-- Supplied records follows --

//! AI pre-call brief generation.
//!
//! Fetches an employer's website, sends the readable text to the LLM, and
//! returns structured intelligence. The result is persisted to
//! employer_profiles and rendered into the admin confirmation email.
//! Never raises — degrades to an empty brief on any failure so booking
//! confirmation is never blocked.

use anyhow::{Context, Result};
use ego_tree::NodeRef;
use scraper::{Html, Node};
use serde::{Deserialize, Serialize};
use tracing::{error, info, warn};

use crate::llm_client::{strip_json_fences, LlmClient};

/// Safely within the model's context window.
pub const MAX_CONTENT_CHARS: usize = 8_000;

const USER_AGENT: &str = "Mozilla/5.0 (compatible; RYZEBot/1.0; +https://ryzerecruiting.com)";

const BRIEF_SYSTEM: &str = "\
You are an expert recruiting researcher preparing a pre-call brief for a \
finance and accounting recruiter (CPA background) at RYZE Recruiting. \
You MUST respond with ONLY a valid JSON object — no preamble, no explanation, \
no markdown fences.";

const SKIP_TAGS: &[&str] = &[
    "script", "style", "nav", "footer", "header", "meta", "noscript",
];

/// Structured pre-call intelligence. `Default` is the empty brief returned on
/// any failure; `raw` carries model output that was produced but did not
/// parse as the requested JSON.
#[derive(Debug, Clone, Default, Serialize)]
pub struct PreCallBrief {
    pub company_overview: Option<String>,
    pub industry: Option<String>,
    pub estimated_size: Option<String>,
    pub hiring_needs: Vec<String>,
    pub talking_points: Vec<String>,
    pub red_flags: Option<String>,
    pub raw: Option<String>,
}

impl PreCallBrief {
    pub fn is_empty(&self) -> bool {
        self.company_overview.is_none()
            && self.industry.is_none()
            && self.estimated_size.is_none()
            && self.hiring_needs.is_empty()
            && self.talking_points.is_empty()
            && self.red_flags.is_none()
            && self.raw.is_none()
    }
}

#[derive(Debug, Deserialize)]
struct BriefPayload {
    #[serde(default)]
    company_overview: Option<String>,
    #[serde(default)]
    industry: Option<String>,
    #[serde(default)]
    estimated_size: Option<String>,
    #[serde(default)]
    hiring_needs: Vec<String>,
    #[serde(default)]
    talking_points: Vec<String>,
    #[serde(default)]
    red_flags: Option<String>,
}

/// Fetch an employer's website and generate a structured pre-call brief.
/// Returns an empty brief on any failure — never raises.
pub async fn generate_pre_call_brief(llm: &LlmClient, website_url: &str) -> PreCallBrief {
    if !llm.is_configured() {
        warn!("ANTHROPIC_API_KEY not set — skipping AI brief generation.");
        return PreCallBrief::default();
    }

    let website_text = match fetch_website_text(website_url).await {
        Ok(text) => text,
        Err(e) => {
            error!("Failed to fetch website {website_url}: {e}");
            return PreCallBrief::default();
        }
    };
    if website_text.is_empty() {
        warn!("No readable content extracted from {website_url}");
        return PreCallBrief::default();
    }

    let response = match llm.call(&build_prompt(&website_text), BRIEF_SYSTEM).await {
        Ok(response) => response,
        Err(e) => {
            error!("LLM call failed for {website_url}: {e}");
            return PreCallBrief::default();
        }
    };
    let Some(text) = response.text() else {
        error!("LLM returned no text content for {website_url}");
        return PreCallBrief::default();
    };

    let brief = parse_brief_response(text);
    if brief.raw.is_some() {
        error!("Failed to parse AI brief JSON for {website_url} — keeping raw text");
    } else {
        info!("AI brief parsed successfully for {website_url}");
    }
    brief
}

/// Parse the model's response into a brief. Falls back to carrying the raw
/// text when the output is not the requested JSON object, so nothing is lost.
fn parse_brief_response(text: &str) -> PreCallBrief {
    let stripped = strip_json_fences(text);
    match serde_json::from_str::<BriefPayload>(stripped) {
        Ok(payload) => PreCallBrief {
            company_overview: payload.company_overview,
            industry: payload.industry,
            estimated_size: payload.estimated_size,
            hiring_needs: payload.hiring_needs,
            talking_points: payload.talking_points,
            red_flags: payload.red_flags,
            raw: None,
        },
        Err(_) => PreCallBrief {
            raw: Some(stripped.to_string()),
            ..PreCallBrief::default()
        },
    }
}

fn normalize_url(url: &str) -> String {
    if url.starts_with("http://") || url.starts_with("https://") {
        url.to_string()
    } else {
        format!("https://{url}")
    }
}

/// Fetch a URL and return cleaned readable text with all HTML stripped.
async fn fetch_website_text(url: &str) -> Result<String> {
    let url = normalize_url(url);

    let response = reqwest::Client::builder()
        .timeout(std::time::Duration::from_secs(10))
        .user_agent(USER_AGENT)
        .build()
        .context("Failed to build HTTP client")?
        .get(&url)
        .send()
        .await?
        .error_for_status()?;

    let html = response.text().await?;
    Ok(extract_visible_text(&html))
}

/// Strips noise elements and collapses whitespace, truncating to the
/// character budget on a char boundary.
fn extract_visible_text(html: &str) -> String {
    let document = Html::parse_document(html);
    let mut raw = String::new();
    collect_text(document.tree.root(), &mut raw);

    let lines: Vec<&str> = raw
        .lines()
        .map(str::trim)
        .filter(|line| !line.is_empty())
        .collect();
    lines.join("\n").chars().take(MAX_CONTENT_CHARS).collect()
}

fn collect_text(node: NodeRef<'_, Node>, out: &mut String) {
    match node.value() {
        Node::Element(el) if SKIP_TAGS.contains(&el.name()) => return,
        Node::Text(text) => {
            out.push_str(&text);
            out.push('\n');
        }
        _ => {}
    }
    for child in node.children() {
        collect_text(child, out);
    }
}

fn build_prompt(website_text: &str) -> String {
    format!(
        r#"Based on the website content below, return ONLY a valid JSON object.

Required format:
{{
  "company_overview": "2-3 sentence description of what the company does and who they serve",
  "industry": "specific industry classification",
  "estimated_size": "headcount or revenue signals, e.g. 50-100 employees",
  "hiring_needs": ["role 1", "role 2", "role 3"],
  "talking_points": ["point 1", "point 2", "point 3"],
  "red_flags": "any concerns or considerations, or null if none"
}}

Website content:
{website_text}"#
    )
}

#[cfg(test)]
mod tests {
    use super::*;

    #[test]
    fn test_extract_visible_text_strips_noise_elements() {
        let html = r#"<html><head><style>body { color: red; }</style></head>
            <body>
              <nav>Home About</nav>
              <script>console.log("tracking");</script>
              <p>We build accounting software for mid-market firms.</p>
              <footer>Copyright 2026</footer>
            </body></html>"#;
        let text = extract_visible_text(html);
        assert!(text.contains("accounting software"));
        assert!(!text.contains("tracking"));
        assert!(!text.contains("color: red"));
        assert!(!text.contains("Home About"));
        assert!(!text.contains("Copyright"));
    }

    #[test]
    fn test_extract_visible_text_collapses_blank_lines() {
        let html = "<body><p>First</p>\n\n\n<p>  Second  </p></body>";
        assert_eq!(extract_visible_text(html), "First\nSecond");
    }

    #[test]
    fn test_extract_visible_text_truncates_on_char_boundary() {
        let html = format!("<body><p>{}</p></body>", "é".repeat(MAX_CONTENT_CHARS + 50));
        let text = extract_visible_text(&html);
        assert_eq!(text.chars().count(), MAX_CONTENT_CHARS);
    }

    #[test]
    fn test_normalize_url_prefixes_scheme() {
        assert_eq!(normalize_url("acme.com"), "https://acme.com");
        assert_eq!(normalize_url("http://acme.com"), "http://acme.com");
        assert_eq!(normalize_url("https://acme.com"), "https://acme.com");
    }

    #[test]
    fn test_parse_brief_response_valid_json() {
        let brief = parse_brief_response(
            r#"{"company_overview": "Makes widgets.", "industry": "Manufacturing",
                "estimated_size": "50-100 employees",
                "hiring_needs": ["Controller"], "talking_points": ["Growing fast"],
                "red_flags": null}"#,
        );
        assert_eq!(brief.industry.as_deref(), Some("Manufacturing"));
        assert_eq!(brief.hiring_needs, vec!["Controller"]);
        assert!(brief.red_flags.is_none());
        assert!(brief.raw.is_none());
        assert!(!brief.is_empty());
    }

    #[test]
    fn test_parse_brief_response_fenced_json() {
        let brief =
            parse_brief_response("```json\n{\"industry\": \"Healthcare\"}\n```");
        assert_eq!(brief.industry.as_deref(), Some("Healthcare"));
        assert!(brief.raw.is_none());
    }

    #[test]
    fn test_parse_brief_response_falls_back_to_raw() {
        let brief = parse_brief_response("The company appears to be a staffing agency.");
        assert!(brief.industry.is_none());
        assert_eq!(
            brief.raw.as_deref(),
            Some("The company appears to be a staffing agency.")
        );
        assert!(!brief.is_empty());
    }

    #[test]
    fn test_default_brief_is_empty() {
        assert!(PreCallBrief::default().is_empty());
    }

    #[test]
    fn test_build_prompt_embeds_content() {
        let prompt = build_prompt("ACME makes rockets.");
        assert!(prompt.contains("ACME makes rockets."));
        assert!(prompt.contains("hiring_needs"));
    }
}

-- Supplied records concluded --
-- Supplied records follows --

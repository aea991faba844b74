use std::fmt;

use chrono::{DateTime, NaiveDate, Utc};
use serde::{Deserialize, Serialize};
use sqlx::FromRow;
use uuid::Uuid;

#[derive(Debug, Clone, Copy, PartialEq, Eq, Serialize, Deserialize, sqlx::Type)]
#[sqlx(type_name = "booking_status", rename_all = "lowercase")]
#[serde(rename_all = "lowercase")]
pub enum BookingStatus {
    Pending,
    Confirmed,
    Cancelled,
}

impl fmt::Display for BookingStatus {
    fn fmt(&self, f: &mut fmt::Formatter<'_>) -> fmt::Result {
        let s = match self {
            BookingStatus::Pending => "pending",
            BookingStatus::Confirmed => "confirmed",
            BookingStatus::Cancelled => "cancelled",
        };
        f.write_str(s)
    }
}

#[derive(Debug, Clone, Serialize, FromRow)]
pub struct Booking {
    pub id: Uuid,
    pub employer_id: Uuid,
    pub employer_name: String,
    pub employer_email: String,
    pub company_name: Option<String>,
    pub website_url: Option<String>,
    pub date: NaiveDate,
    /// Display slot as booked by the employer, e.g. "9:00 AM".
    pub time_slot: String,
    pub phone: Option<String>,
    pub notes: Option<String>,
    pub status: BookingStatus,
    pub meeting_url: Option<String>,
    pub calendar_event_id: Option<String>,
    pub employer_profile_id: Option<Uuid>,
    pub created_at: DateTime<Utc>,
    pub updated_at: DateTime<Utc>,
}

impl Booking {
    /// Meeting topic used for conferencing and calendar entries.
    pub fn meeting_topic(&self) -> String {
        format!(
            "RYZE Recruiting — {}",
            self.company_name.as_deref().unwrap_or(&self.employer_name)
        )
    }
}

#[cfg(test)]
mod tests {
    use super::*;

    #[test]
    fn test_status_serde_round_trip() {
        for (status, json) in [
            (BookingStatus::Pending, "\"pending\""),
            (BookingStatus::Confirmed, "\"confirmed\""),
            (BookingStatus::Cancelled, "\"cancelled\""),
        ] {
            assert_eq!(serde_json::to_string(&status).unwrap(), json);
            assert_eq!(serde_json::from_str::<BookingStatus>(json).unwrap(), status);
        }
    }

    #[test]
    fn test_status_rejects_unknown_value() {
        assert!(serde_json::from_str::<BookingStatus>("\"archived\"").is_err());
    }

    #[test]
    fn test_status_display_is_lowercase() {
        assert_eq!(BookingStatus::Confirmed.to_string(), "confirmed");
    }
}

-- Supplied records concluded --
-- Supplied records follows --

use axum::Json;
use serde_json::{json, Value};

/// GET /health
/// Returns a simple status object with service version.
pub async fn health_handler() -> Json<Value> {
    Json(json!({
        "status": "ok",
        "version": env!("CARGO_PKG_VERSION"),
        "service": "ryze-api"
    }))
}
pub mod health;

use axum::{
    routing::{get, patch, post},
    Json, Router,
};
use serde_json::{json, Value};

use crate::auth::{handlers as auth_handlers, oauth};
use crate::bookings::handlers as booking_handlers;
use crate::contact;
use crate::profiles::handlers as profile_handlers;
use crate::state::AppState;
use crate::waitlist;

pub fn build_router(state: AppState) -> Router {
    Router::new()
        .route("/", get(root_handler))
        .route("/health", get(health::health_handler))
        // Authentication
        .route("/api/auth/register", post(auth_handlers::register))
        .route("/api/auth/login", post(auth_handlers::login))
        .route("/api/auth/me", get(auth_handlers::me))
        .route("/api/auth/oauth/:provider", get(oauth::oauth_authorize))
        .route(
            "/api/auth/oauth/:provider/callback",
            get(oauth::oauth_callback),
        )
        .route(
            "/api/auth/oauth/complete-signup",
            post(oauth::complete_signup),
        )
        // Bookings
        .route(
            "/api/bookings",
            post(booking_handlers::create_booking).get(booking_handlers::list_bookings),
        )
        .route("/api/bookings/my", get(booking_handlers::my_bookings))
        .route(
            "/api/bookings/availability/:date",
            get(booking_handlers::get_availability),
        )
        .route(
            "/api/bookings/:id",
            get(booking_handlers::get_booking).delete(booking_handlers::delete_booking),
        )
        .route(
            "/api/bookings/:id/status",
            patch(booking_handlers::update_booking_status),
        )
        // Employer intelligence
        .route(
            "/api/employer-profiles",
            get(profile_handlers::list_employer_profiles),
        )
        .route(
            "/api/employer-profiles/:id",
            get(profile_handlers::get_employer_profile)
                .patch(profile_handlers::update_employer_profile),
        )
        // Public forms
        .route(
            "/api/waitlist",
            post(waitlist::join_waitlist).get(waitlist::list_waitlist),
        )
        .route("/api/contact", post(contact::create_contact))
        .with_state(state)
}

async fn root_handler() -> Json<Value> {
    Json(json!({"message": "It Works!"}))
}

-- Supplied records concluded --

Task statement » Using the records above, list each line that includes "derive".

Answer box »
#[derive(Debug, Clone, Default, Serialize)]
#[derive(Debug, Deserialize)]
#[derive(Debug, Clone, Copy, PartialEq, Eq, Serialize, Deserialize, sqlx::Type)]
#[derive(Debug, Clone, Serialize, FromRow)]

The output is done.